恋愛遍歴0m
人と人とのつながりには
形がない定義もない。
明確な答えもない。
だから、不安になってしまう。
つまらない人と思われていないだろうか。
嫌われていないだろうか。
いつか、愛想つかされるのではないか。
どうすれば、人を信じられるの?
私は小さい頃から人の顔色をうかがってきた
本音と建前を明確に分けて、本音は覆い隠していた。
友達と話す時は、大抵聞き手にまわって
その人の望むような返しをした。
自分自身をさらけ出すという事ができないのだ。
友達にも
「たまには、実久も話題をふってよ」
と、話しを振られても、
戸惑う事しかできず、何も言えなかった。
高校に進学すると、周りは知らない人ばかりで、
新たに人間関係を作らなくてはいけなかった。
しかし、今まで、
積極的に人と話しかけるという事を
今までしてこなかった私には
とても、困難なことだった。
5月に入ると
もう、大抵の人は
仲良しグループが決まっていた。
だけど、私は未だに誰とも打ち解けていなかった。
そんなある日。
廊下を歩いてると、
「佐藤さん、ちょっとまって!」
と、呼び止められた。
声を掛けてきた子は
同じクラスの・・・
まだ、名前も覚えてない子。
「えっと、何?」
「うん、あのさ、佐藤さんっていつも一人でいるでしょう?
だから、うちらのグループに入らない?」
名前はまだ、覚えてなかったけど、
その子の事とその子の連れの子は知っていた。
おとなしく、地味目な感じの人たち。
私と似たタイプだったので、
その申し出が嬉しかった。
「うん・・・ありがとう」
「いいよいいよ。
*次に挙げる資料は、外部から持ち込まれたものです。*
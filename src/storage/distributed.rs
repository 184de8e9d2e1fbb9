//! Distributed list cache
//!
//! The warm tier is an ordered list per room key with a sliding TTL. The
//! trait mirrors the list commands of a Redis-like server; negative indices
//! in [`ListCache::range`] count from the tail, as they do there.

use std::collections::{HashMap, VecDeque};
use std::sync::atomic::{AtomicBool, AtomicU64, Ordering};
use std::time::Duration;

use async_trait::async_trait;
use tokio::sync::Mutex;
use tokio::time::Instant;

use crate::error::{ChatError, Result};

/// Ordered list storage keyed by string
#[async_trait]
pub trait ListCache: Send + Sync {
    /// Append one value to the tail of the list
    async fn push_tail(&self, key: &str, value: String) -> Result<()>;

    /// Read the inclusive index range `[start, stop]`
    async fn range(&self, key: &str, start: isize, stop: isize) -> Result<Vec<String>>;

    /// Keep only the last `len` elements
    async fn trim_to_last(&self, key: &str, len: usize) -> Result<()>;

    /// Set the key's time to live
    async fn expire(&self, key: &str, ttl: Duration) -> Result<()>;

    /// Remove the key
    async fn delete(&self, key: &str) -> Result<()>;

    /// Push, trim and refresh the TTL
    async fn append_bounded(
        &self,
        key: &str,
        value: String,
        max_len: usize,
        ttl: Duration,
    ) -> Result<()> {
        self.push_tail(key, value).await?;
        self.trim_to_last(key, max_len).await?;
        self.expire(key, ttl).await
    }

    /// Replace the whole list and set its TTL
    async fn replace(&self, key: &str, values: Vec<String>, ttl: Duration) -> Result<()> {
        self.delete(key).await?;
        if values.is_empty() {
            return Ok(());
        }
        for value in values {
            self.push_tail(key, value).await?;
        }
        self.expire(key, ttl).await
    }
}

struct ListEntry {
    items: VecDeque<String>,
    expires_at: Option<Instant>,
}

impl ListEntry {
    fn is_expired(&self, now: Instant) -> bool {
        self.expires_at.is_some_and(|at| at <= now)
    }
}

/// In-process implementation of [`ListCache`]
///
/// Expiry is evaluated lazily on access. `set_unavailable(true)` makes every
/// call fail, which is how tests simulate an unreachable cache server.
#[derive(Default)]
pub struct MemoryListCache {
    lists: Mutex<HashMap<String, ListEntry>>,
    unavailable: AtomicBool,
    range_calls: AtomicU64,
}

impl MemoryListCache {
    pub fn new() -> Self {
        Self::default()
    }

    pub fn set_unavailable(&self, unavailable: bool) {
        self.unavailable.store(unavailable, Ordering::SeqCst);
    }

    /// Number of range reads served
    pub fn range_calls(&self) -> u64 {
        self.range_calls.load(Ordering::SeqCst)
    }

    /// Current list length (0 if missing or expired)
    pub async fn len(&self, key: &str) -> usize {
        let mut lists = self.lists.lock().await;
        live_entry(&mut lists, key).map_or(0, |entry| entry.items.len())
    }

    /// Remaining time to live, if any
    pub async fn ttl(&self, key: &str) -> Option<Duration> {
        let mut lists = self.lists.lock().await;
        let now = Instant::now();
        live_entry(&mut lists, key)
            .and_then(|entry| entry.expires_at)
            .map(|at| at.saturating_duration_since(now))
    }

    fn check_available(&self) -> Result<()> {
        if self.unavailable.load(Ordering::SeqCst) {
            return Err(ChatError::cache("cache server unavailable"));
        }
        Ok(())
    }
}

/// Look up a key, dropping it first if its TTL has passed
fn live_entry<'a>(lists: &'a mut HashMap<String, ListEntry>, key: &str) -> Option<&'a mut ListEntry> {
    if lists.get(key).is_some_and(|entry| entry.is_expired(Instant::now())) {
        lists.remove(key);
    }
    lists.get_mut(key)
}

/// Resolve Redis-style inclusive indices against a list length
fn resolve_range(len: usize, start: isize, stop: isize) -> Option<(usize, usize)> {
    let len = len as isize;
    let start = if start < 0 { (len + start).max(0) } else { start };
    let stop = if stop < 0 { len + stop } else { stop.min(len - 1) };
    if len == 0 || start > stop || start >= len {
        return None;
    }
    Some((start as usize, stop as usize))
}

#[async_trait]
impl ListCache for MemoryListCache {
    async fn push_tail(&self, key: &str, value: String) -> Result<()> {
        self.check_available()?;
        let mut lists = self.lists.lock().await;
        if live_entry(&mut lists, key).is_none() {
            lists.insert(
                key.to_string(),
                ListEntry {
                    items: VecDeque::new(),
                    expires_at: None,
                },
            );
        }
        if let Some(entry) = lists.get_mut(key) {
            entry.items.push_back(value);
        }
        Ok(())
    }

    async fn range(&self, key: &str, start: isize, stop: isize) -> Result<Vec<String>> {
        self.check_available()?;
        self.range_calls.fetch_add(1, Ordering::SeqCst);
        let mut lists = self.lists.lock().await;
        let Some(entry) = live_entry(&mut lists, key) else {
            return Ok(Vec::new());
        };
        Ok(match resolve_range(entry.items.len(), start, stop) {
            Some((from, to)) => entry.items.range(from..=to).cloned().collect(),
            None => Vec::new(),
        })
    }

    async fn trim_to_last(&self, key: &str, len: usize) -> Result<()> {
        self.check_available()?;
        let mut lists = self.lists.lock().await;
        if let Some(entry) = live_entry(&mut lists, key) {
            while entry.items.len() > len {
                entry.items.pop_front();
            }
            if entry.items.is_empty() {
                lists.remove(key);
            }
        }
        Ok(())
    }

    async fn expire(&self, key: &str, ttl: Duration) -> Result<()> {
        self.check_available()?;
        let mut lists = self.lists.lock().await;
        if let Some(entry) = live_entry(&mut lists, key) {
            entry.expires_at = Some(Instant::now() + ttl);
        }
        Ok(())
    }

    async fn delete(&self, key: &str) -> Result<()> {
        self.check_available()?;
        self.lists.lock().await.remove(key);
        Ok(())
    }
}
#[cfg(test)]
mod tests {
    use super::*;
    use crate::protocol::messages::EventKind;
    use crate::server::room_manager::MemoryRoomDirectory;
    use crate::storage::{MemoryListCache, MemoryMessageStore};
    use crate::transport::{ConnectionCommand, ConnectionHandle, ConnectionRegistry};

    struct Harness {
        service: ChatService,
        rooms: Arc<MemoryRoomDirectory>,
        store: Arc<MemoryMessageStore>,
        registry: Arc<ConnectionRegistry>,
    }

    fn harness(max_participants: usize) -> Harness {
        let rooms = Arc::new(MemoryRoomDirectory::new());
        rooms.create_room("R1", "General", max_participants);
        let store = Arc::new(MemoryMessageStore::new());
        let registry = Arc::new(ConnectionRegistry::new());
        let service = ChatService::new(
            &PipelineConfig::default(),
            rooms.clone(),
            store.clone(),
            Arc::new(MemoryListCache::new()),
            registry.clone(),
        );
        Harness {
            service,
            rooms,
            store,
            registry,
        }
    }

    fn drain(handle: &mut ConnectionHandle) -> Vec<ChatEvent> {
        let mut events = Vec::new();
        while let Ok(ConnectionCommand::Deliver(event)) = handle.commands.try_recv() {
            events.push(event);
        }
        events
    }

    async fn join_and_wait(service: &ChatService, user: &UserInfo) {
        let outcome = service.on_join("R1", user).await.unwrap();
        if let Some(announcement) = outcome.announcement {
            announcement.delivery.wait().await;
        }
    }

    #[tokio::test]
    async fn test_join_emits_once_and_rejoin_is_noop() {
        let h = harness(10);
        let alice = UserInfo::new("alice", "Alice");

        let first = h.service.on_join("R1", &alice).await.unwrap();
        let announcement = first.announcement.unwrap();
        assert_eq!(announcement.event.kind, EventKind::Join);
        announcement.delivery.wait().await;

        let again = h.service.on_join("R1", &alice).await.unwrap();
        assert!(again.announcement.is_none());
        assert_eq!(again.shard_id, first.shard_id);

        let room = h.rooms.find_room("R1").await.unwrap().unwrap();
        assert_eq!(room.current_participants, 1);
        let joins = h
            .service
            .recent_messages("R1")
            .await
            .into_iter()
            .filter(|e| e.kind == EventKind::Join)
            .count();
        assert_eq!(joins, 1);
    }

    #[tokio::test]
    async fn test_rejoin_after_leave_emits_once() {
        let h = harness(10);
        let alice = UserInfo::new("alice", "Alice");

        h.service.on_join("R1", &alice).await.unwrap();
        let left = h.service.on_leave("R1", &alice).await.unwrap();
        assert_eq!(left.event.kind, EventKind::Leave);
        assert_eq!(left.event.body, "Alice left the room.");

        let back = h.service.on_join("R1", &alice).await.unwrap();
        assert!(back.announcement.is_some());
        assert_eq!(
            h.rooms.participation("R1", "alice").await.unwrap(),
            MembershipState::Active
        );
    }

    #[tokio::test]
    async fn test_join_pushes_history_only_to_joiner() {
        let h = harness(10);
        let alice = UserInfo::new("alice", "Alice");
        let bob = UserInfo::new("bob", "Bob");
        let mut alice_conn = h.registry.register("alice").await;
        let mut bob_conn = h.registry.register("bob").await;

        join_and_wait(&h.service, &alice).await;
        h.service
            .on_message("R1", &alice, "hello")
            .await
            .unwrap()
            .delivery
            .wait()
            .await;
        drain(&mut alice_conn);

        let outcome = h.service.on_join("R1", &bob).await.unwrap();
        outcome.announcement.unwrap().delivery.wait().await;

        // join(alice), chat, join(bob)
        assert_eq!(outcome.history_sent, 3);
        let bob_events = drain(&mut bob_conn);
        let history: Vec<_> = bob_events
            .iter()
            .filter(|e| e.kind == EventKind::History)
            .collect();
        assert_eq!(history.len(), 3);

        let alice_events = drain(&mut alice_conn);
        assert_eq!(alice_events.len(), 1);
        assert_eq!(alice_events[0].kind, EventKind::Join);
        assert_eq!(alice_events[0].sender_id, "bob");
    }

    #[tokio::test]
    async fn test_room_full_and_missing_room() {
        let h = harness(1);
        h.service
            .on_join("R1", &UserInfo::new("alice", "Alice"))
            .await
            .unwrap();

        let full = h
            .service
            .on_join("R1", &UserInfo::new("bob", "Bob"))
            .await
            .unwrap_err();
        assert!(matches!(full, ChatError::RoomFull(_)));

        let missing = h
            .service
            .on_join("nope", &UserInfo::new("bob", "Bob"))
            .await
            .unwrap_err();
        assert!(matches!(missing, ChatError::RoomNotFound(_)));

        h.rooms.delete_room("R1");
        let deleted = h
            .service
            .on_join("R1", &UserInfo::new("bob", "Bob"))
            .await
            .unwrap_err();
        assert!(matches!(deleted, ChatError::RoomNotFound(_)));
    }

    #[tokio::test]
    async fn test_active_member_rejoins_full_room() {
        // A rejoin while active adds no participant, so a full room does not
        // turn it away
        let h = harness(1);
        let alice = UserInfo::new("alice", "Alice");
        h.service.on_join("R1", &alice).await.unwrap();
        assert!(h.rooms.find_room("R1").await.unwrap().unwrap().is_full());

        let again = h.service.on_join("R1", &alice).await.unwrap();
        assert!(again.announcement.is_none());
        assert_eq!(
            h.rooms.find_room("R1").await.unwrap().unwrap().current_participants,
            1
        );

        // After leaving, the same user counts as a new participant again
        h.service.on_leave("R1", &alice).await.unwrap();
        h.service.on_join("R1", &UserInfo::new("bob", "Bob")).await.unwrap();
        let back = h.service.on_join("R1", &alice).await.unwrap_err();
        assert!(matches!(back, ChatError::RoomFull(_)));
    }

    /// Yields inside every call, like a directory behind a network round-trip
    struct YieldingDirectory {
        inner: MemoryRoomDirectory,
    }

    #[async_trait::async_trait]
    impl RoomDirectory for YieldingDirectory {
        async fn find_room(&self, room_id: &str) -> Result<Option<crate::server::RoomInfo>> {
            tokio::task::yield_now().await;
            self.inner.find_room(room_id).await
        }

        async fn participation(&self, room_id: &str, user_id: &str) -> Result<MembershipState> {
            tokio::task::yield_now().await;
            self.inner.participation(room_id, user_id).await
        }

        async fn activate(&self, room_id: &str, user: &UserInfo) -> Result<()> {
            tokio::task::yield_now().await;
            self.inner.activate(room_id, user).await
        }

        async fn deactivate(&self, room_id: &str, user_id: &str) -> Result<bool> {
            tokio::task::yield_now().await;
            self.inner.deactivate(room_id, user_id).await
        }

        async fn increment_participants(&self, room_id: &str) -> Result<usize> {
            tokio::task::yield_now().await;
            self.inner.increment_participants(room_id).await
        }

        async fn decrement_participants(&self, room_id: &str) -> Result<usize> {
            tokio::task::yield_now().await;
            self.inner.decrement_participants(room_id).await
        }
    }

    fn yielding_service(max_participants: usize) -> (ChatService, Arc<YieldingDirectory>) {
        let inner = MemoryRoomDirectory::new();
        inner.create_room("R1", "General", max_participants);
        let rooms = Arc::new(YieldingDirectory { inner });
        let service = ChatService::new(
            &PipelineConfig::default(),
            rooms.clone(),
            Arc::new(MemoryMessageStore::new()),
            Arc::new(MemoryListCache::new()),
            Arc::new(ConnectionRegistry::new()),
        );
        (service, rooms)
    }

    #[tokio::test]
    async fn test_concurrent_first_joins_announce_once() {
        let (service, rooms) = yielding_service(1);
        let alice = UserInfo::new("alice", "Alice");

        let (a, b) = tokio::join!(service.on_join("R1", &alice), service.on_join("R1", &alice));
        let announcements = [a.unwrap(), b.unwrap()]
            .into_iter()
            .filter(|outcome| outcome.announcement.is_some())
            .count();
        assert_eq!(announcements, 1);

        let room = rooms.find_room("R1").await.unwrap().unwrap();
        assert_eq!(room.current_participants, 1);
        let joins = service
            .recent_messages("R1")
            .await
            .into_iter()
            .filter(|e| e.kind == EventKind::Join)
            .count();
        assert_eq!(joins, 1);
    }

    #[tokio::test]
    async fn test_concurrent_joins_respect_capacity() {
        let (service, rooms) = yielding_service(1);
        let bob = UserInfo::new("bob", "Bob");
        let carol = UserInfo::new("carol", "Carol");

        let (b, c) = tokio::join!(service.on_join("R1", &bob), service.on_join("R1", &carol));
        assert_eq!(b.is_ok() as usize + c.is_ok() as usize, 1);
        let rejected = if b.is_err() { b.unwrap_err() } else { c.unwrap_err() };
        assert!(matches!(rejected, ChatError::RoomFull(_)));

        let room = rooms.find_room("R1").await.unwrap().unwrap();
        assert_eq!(room.current_participants, 1);
        assert_eq!(service.shards().total_users("R1"), 1);
    }

    #[tokio::test]
    async fn test_period_history_reads_the_store() {
        let h = harness(10);
        let alice = UserInfo::new("alice", "Alice");
        h.store
            .seed((1..=5).map(|i| {
                let mut event = ChatEvent::chat("R1", &alice, format!("m{}", i));
                event.timestamp = i * 100;
                event
            }))
            .await;

        let period = h.service.messages_between("R1", 200, 400).await.unwrap();
        let bodies: Vec<&str> = period.iter().map(|e| e.body.as_str()).collect();
        assert_eq!(bodies, vec!["m2", "m3", "m4"]);
    }

    #[tokio::test]
    async fn test_leave_requires_participation() {
        let h = harness(10);
        let err = h
            .service
            .on_leave("R1", &UserInfo::new("ghost", "Ghost"))
            .await
            .unwrap_err();
        assert!(matches!(err, ChatError::NotParticipant(_)));
    }

    #[tokio::test]
    async fn test_last_leave_cleans_local_cache() {
        let h = harness(10);
        let alice = UserInfo::new("alice", "Alice");
        h.service.on_join("R1", &alice).await.unwrap();
        assert!(h.service.cache().local().contains("R1"));

        h.service.on_leave("R1", &alice).await.unwrap();
        // the leave message itself repopulates the buffer after cleanup
        assert_eq!(h.service.cache().local().len("R1").await, 1);
        assert_eq!(h.service.shards().total_users("R1"), 0);
    }

    #[tokio::test]
    async fn test_message_validation() {
        let h = harness(10);
        let alice = UserInfo::new("alice", "Alice");

        let empty = h.service.on_message("R1", &alice, "   ").await.unwrap_err();
        assert!(matches!(empty, ChatError::InvalidMessage(_)));

        let long = "x".repeat(1001);
        let too_long = h.service.on_message("R1", &alice, &long).await.unwrap_err();
        assert!(matches!(too_long, ChatError::InvalidMessage(_)));

        let anon = h
            .service
            .on_message("R1", &UserInfo::new("", "anon"), "hi")
            .await
            .unwrap_err();
        assert!(matches!(anon, ChatError::Auth(_)));

        let ok = h.service.on_message("R1", &alice, "x".repeat(1000).as_str()).await;
        assert!(ok.is_ok());
    }

    #[tokio::test]
    async fn test_message_flows_to_cache_persister_and_room() {
        let h = harness(10);
        let alice = UserInfo::new("alice", "Alice");
        let mut conn = h.registry.register("alice").await;
        join_and_wait(&h.service, &alice).await;
        drain(&mut conn);

        let published = h.service.on_message("R1", &alice, "  hi  ").await.unwrap();
        assert_eq!(published.event.body, "hi");
        published.delivery.wait().await;

        assert_eq!(drain(&mut conn), vec![published.event.clone()]);
        assert!(h
            .service
            .recent_messages("R1")
            .await
            .iter()
            .any(|e| e.id == published.event.id));

        h.service.persister().run_batch_once().await;
        assert!(h.store.contains(&published.event.id).await);
    }

    #[tokio::test]
    async fn test_disconnect_keeps_membership() {
        let h = harness(10);
        let alice = UserInfo::new("alice", "Alice");
        h.service.on_join("R1", &alice).await.unwrap();

        assert!(h.service.on_disconnect("R1", "alice"));
        assert_eq!(h.service.shards().total_users("R1"), 0);
        assert_eq!(
            h.rooms.participation("R1", "alice").await.unwrap(),
            MembershipState::Active
        );
        let leaves = h
            .service
            .recent_messages("R1")
            .await
            .into_iter()
            .filter(|e| e.kind == EventKind::Leave)
            .count();
        assert_eq!(leaves, 0);
    }

    #[tokio::test]
    async fn test_error_notice_and_shutdown() {
        let h = harness(10);
        let mut conn = h.registry.register("alice").await;
        h.service
            .notify_error("R1", "alice", &ChatError::room_full("room R1 is full"))
            .await;
        let notice = drain(&mut conn);
        assert_eq!(notice.len(), 1);
        assert_eq!(notice[0].kind, EventKind::Error);

        h.service.shutdown().await;
        let err = h
            .service
            .on_message("R1", &UserInfo::new("alice", "Alice"), "late")
            .await
            .unwrap_err();
        assert_eq!(err, ChatError::ShuttingDown);
    }
}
じゃあ、よろしくね」
「私のことはトモって呼んで。
私もミクって呼ぶね」
グループに入っても、
相変わらず、聞き手にまわって
友達に同調していた。
部活やテレビ、恋愛の話し、
いろんな話題が飛び交ってる。
年頃の女の子達はやっぱり
恋愛話しに花を咲かす。
トモと連れのケイは
どちらも彼氏がいたから
その話し中心だった。
二人の話しに耳を傾けて聞いてると、
「ミクも彼氏とか作ったらいいじゃん」
「そうそう、そして、ミクの恋バナも聞きたいな」
いきなり、私の方に話題がいった。
「え、でも、好きになるって気持ちがわからないよ」
「えー!!だって、もう高校生だよ。
初恋はとっくに済んでるもんじゃない!?」
二人に凄まれて、
一瞬、たじろぐが、
思い切って私の考えを言う。
「だって、そういう気持ちが分からないんだもの。
好きってどういう事なの?
どんな状態になったら恋したってことになるの?
よく分からないよ」
「うーん、だから、
気がついたらその人のことを考えてるとか
もっと、自分を知って欲しいとか
そういうのが恋かな?」
トモはちょっと変な顔してこたえてくれたが、
ケイが
「えー、私の場合ほとんど一目ぼれだよ!
もう、出会った瞬間好きになるの」
「ケイはじっくり好きになったことがないからでしょう」
「だったら、トモは考えすぎて何も言えなくて
誰かに取られちゃってるじゃん。
恋は瞬発力だよ」
「えっと・・・二人の話し聞いても
ちょっとよく分からないかな・・・」
「私たちだって
ミクみたいに恋したことがないっての分からないよ」
「ってか天然記念物じゃない?
この年で恋したことないのってー」
「そういえばミクって男の子と話さないよね
もしかして、男性恐怖症とか?」
トモが突っ込んで聞いてくる。
「うーん、私の場合
男女関係なく話しをするのも苦手だからさ」
「あー、そうだね。私が話しかけるまでミク一人だったし、
今も、うちら以外とはぎくしゃくしゃべるもんねー」
キーンコーンカーンコーン・・・
予鈴がなった。
そこで、この話しは終わった。
正直、ホッとした。
これ以上突っ込まれたら、かなりキツイ。
前よりは平気になったけど、自分のことを話すのは苦手だ。
それに、いたい言葉だけど、本当の事だ。
私は限られた人の中でしか、しゃべれない。
トモとケイとだってここまで打ち解けるのに
かなりの時間を要したんだから。